[Opening Record extracts section]

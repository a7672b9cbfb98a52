//! Vector surface: collects elements, exports through SVG and `resvg`.
//!
//! This is the preferred renderer. It produces anti-aliased shapes and real
//! text when system fonts are available.

use super::backend::{Element, Surface, SurfaceError};
use super::params::CaptureOptions;
use super::svg::{rasterize, scene_to_svg};

pub struct VectorSurface {
    options: CaptureOptions,
    elements: Vec<Element>,
}

impl VectorSurface {
    pub fn new(options: &CaptureOptions) -> Self {
        Self {
            options: *options,
            elements: Vec::new(),
        }
    }

    /// SVG markup for everything drawn so far.
    pub fn to_svg(&self) -> Result<String, SurfaceError> {
        scene_to_svg(
            &self.elements,
            self.options.width,
            self.options.height,
            self.options.background,
        )
    }
}

impl Surface for VectorSurface {
    fn draw(&mut self, elements: &[Element]) -> Result<(), SurfaceError> {
        self.elements.extend_from_slice(elements);
        Ok(())
    }

    fn export(&mut self) -> Result<Vec<u8>, SurfaceError> {
        let svg = self.to_svg()?;
        rasterize(&svg, &self.options)
    }
}
//! Carousel generation: slide text from the text service, then one image
//! per slide that asks for it.
//!
//! Every remote call goes through the per-function [`RateLimiter`] and
//! [`with_retry`]. Text failures surface as [`GenerationError`]. Image
//! failures never do: after the retries (each with a plainer prompt, see
//! [`prompts`]) the slide gets a content placeholder and `fallback_used`.
//!
//! Batch image generation is strictly sequential with a pause between
//! requests. The pause is shortened after a success and goes back to the
//! standard delay after a fallback.

pub mod client;
pub mod prompts;

pub use client::{
    GeneratedContent, HttpImageGenerator, HttpTextGenerator, IMAGE_FUNCTION, ImageGenerator,
    ImageRequest, TEXT_FUNCTION, TextGenerator, TextRequest,
};

use crate::config::{CarouselConfig, GenerationConfig};
use crate::imaging::{Size, content_placeholder};
use crate::rate_limit::RateLimiter;
use crate::retry::{EdgeFunctionError, RetryPolicy, with_retry};
use crate::types::{CarouselData, GenerationSettings, SessionError, Slide};
use std::collections::HashSet;
use std::sync::Arc;
use thiserror::Error;
use tracing::{info, warn};

#[derive(Error, Debug)]
pub enum GenerationError {
    /// A terminal upstream failure (quota, content policy).
    #[error("{}", .0.user_message())]
    Upstream(EdgeFunctionError),
    #[error("{message} (gave up after {attempts} attempts)")]
    RetriesExhausted {
        attempts: u32,
        message: String,
        last: EdgeFunctionError,
    },
    #[error("{function} returned an unusable response: {reason}")]
    InvalidResponse {
        function: &'static str,
        reason: String,
    },
    #[error(transparent)]
    Session(#[from] SessionError),
    #[error("could not set up HTTP client: {0}")]
    Http(#[from] reqwest::Error),
}

impl GenerationError {
    /// The classified upstream error behind this failure, if any.
    pub fn upstream(&self) -> Option<&EdgeFunctionError> {
        match self {
            GenerationError::Upstream(e) | GenerationError::RetriesExhausted { last: e, .. } => {
                Some(e)
            }
            _ => None,
        }
    }
}
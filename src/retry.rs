//! Error classification and retry with exponential backoff for remote
//! generation calls.
//!
//! Every failure from a remote function is turned into an
//! [`EdgeFunctionError`] by [`classify`], which decides the [`ErrorKind`]
//! from the HTTP status and the error text. Kinds are checked in precedence
//! order:
//!
//! | Kind | Matches | Retried |
//! |---|---|---|
//! | `quota` | 402, "quota", "insufficient_quota", "billing" | no |
//! | `content_policy` | "content policy", "safety system", "moderation", "flagged" | no |
//! | `rate_limit` | 429, "rate limit", "too many requests" | yes |
//! | `timeout` | 408, 504, "timeout", "timed out" | yes |
//! | `server_error` | other 5xx | yes |
//! | `network` | "network", "connection", "dns", "failed to fetch" | yes |
//! | `unknown` | anything else | yes |
//!
//! [`with_retry`] runs an operation up to `max_retries + 1` times, sleeping
//! `min(base * multiplier^attempt, max_delay)` between attempts. It never
//! sleeps after the last attempt and gives up at once on a terminal kind.

use crate::config::RetryConfig;
use crate::generation::GenerationError;
use serde::Serialize;
use std::fmt;
use std::future::Future;
use std::time::{Duration, SystemTime};
use thiserror::Error;
use tracing::warn;

#[derive(Debug, Clone, Copy, PartialEq, Eq, Hash, Serialize)]
#[serde(rename_all = "snake_case")]
pub enum ErrorKind {
    Quota,
    ContentPolicy,
    RateLimit,
    Timeout,
    ServerError,
    Network,
    Unknown,
}

impl ErrorKind {
    /// Quota and content-policy failures will not change on retry.
    pub fn is_retryable(self) -> bool {
        !matches!(self, ErrorKind::Quota | ErrorKind::ContentPolicy)
    }

    /// Message suitable for showing to the person running the tool.
    pub fn user_message(self) -> &'static str {
        match self {
            ErrorKind::Quota => {
                "The generation service has run out of credits. Check the account's billing and try again later."
            }
            ErrorKind::ContentPolicy => {
                "The request was rejected by the content policy. Rephrase the topic and try again."
            }
            ErrorKind::RateLimit => "Too many requests. Wait a moment and try again.",
            ErrorKind::Timeout => "The generation service took too long to respond. Try again.",
            ErrorKind::ServerError => {
                "The generation service is having problems. Try again in a few minutes."
            }
            ErrorKind::Network => "Could not reach the generation service. Check the connection.",
            ErrorKind::Unknown => "Something went wrong while generating content. Try again.",
        }
    }
}

impl fmt::Display for ErrorKind {
    fn fmt(&self, f: &mut fmt::Formatter<'_>) -> fmt::Result {
        let s = match self {
            ErrorKind::Quota => "quota",
            ErrorKind::ContentPolicy => "content_policy",
            ErrorKind::RateLimit => "rate_limit",
            ErrorKind::Timeout => "timeout",
            ErrorKind::ServerError => "server_error",
            ErrorKind::Network => "network",
            ErrorKind::Unknown => "unknown",
        };
        f.write_str(s)
    }
}

/// A classified failure of one remote function call.
#[derive(Error, Debug, Clone, PartialEq)]
#[error("{function_name} failed ({kind}): {message}")]
pub struct EdgeFunctionError {
    pub function_name: String,
    pub kind: ErrorKind,
    pub message: String,
    pub status: Option<u16>,
    pub retryable: bool,
    pub timestamp: SystemTime,
}

impl EdgeFunctionError {
    pub fn new(
        function_name: impl Into<String>,
        kind: ErrorKind,
        message: impl Into<String>,
        status: Option<u16>,
    ) -> Self {
        Self {
            function_name: function_name.into(),
            kind,
            message: message.into(),
            status,
            retryable: kind.is_retryable(),
            timestamp: SystemTime::now(),
        }
    }

    pub fn user_message(&self) -> &'static str {
        self.kind.user_message()
    }
}

fn contains_any(haystack: &str, needles: &[&str]) -> bool {
    needles.iter().any(|n| haystack.contains(n))
}

/// Pure mapping from a status code and error text to an [`ErrorKind`].
pub fn classify_kind(message: &str, status: Option<u16>) -> ErrorKind {
    let text = message.to_lowercase();
    let status_is = |codes: &[u16]| status.is_some_and(|s| codes.contains(&s));

    if status_is(&[402]) || contains_any(&text, &["quota", "insufficient_quota", "billing"]) {
        ErrorKind::Quota
    } else if contains_any(
        &text,
        &["content policy", "content_policy", "safety system", "moderation", "flagged"],
    ) {
        ErrorKind::ContentPolicy
    } else if status_is(&[429])
        || contains_any(&text, &["rate limit", "rate_limit", "too many requests"])
    {
        ErrorKind::RateLimit
    } else if status_is(&[408, 504]) || contains_any(&text, &["timeout", "timed out"]) {
        ErrorKind::Timeout
    } else if status.is_some_and(|s| (500..600).contains(&s)) {
        ErrorKind::ServerError
    } else if contains_any(
        &text,
        &["network", "connection", "dns", "failed to fetch", "fetch failed"],
    ) {
        ErrorKind::Network
    } else {
        ErrorKind::Unknown
    }
}

/// Classify a failure of `function_name`.
pub fn classify(function_name: &str, message: &str, status: Option<u16>) -> EdgeFunctionError {
    EdgeFunctionError::new(function_name, classify_kind(message, status), message, status)
}

/// Backoff schedule.
#[derive(Debug, Clone, PartialEq)]
pub struct RetryPolicy {
    pub max_retries: u32,
    pub base_delay: Duration,
    pub multiplier: f64,
    pub max_delay: Duration,
}

impl RetryPolicy {
    pub fn from_config(config: &RetryConfig) -> Self {
        Self {
            max_retries: config.max_retries,
            base_delay: Duration::from_millis(config.base_delay_ms),
            multiplier: config.multiplier,
            max_delay: Duration::from_millis(config.max_delay_ms),
        }
    }

    /// Same schedule with a different retry cap.
    pub fn with_max_retries(mut self, max_retries: u32) -> Self {
        self.max_retries = max_retries;
        self
    }

    /// Sleep before the attempt that follows attempt number `attempt` (0-based).
    pub fn delay_for(&self, attempt: u32) -> Duration {
        let factor = self.multiplier.powi(attempt.min(i32::MAX as u32) as i32);
        let millis = self.base_delay.as_millis() as f64 * factor;
        let capped = millis.min(self.max_delay.as_millis() as f64);
        Duration::from_millis(capped.max(0.0) as u64)
    }

    pub fn max_attempts(&self) -> u32 {
        self.max_retries.saturating_add(1)
    }
}

impl Default for RetryPolicy {
    fn default() -> Self {
        Self::from_config(&RetryConfig::default())
    }
}

/// Run `op(attempt)` until it succeeds, fails terminally, or the attempts
/// run out.
///
/// Terminal errors come back as [`GenerationError::Upstream`] without any
/// sleep; exhaustion as [`GenerationError::RetriesExhausted`] carrying the
/// number of attempts made and the last error's user message.
pub async fn with_retry<T, F, Fut>(
    operation: &str,
    policy: &RetryPolicy,
    mut op: F,
) -> Result<T, GenerationError>
where
    F: FnMut(u32) -> Fut,
    Fut: Future<Output = Result<T, EdgeFunctionError>>,
{
    let attempts = policy.max_attempts();
    let mut attempt = 0;
    loop {
        let error = match op(attempt).await {
            Ok(value) => return Ok(value),
            Err(e) => e,
        };

        if !error.retryable {
            warn!(operation, kind = %error.kind, "terminal error, not retrying");
            return Err(GenerationError::Upstream(error));
        }
        if attempt + 1 >= attempts {
            warn!(operation, attempts, kind = %error.kind, "retries exhausted");
            return Err(GenerationError::RetriesExhausted {
                attempts,
                message: error.user_message().to_string(),
                last: error,
            });
        }

        let delay = policy.delay_for(attempt);
        warn!(
            operation,
            attempt = attempt + 1,
            of = attempts,
            kind = %error.kind,
            delay_ms = delay.as_millis() as u64,
            "retrying after error"
        );
        tokio::time::sleep(delay).await;
        attempt += 1;
    }
}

[Closing Record extracts section]

◆ **Work task**: Going through the data, count each line where the word "many" appears, and state only the total.

◆ **Task output**: 3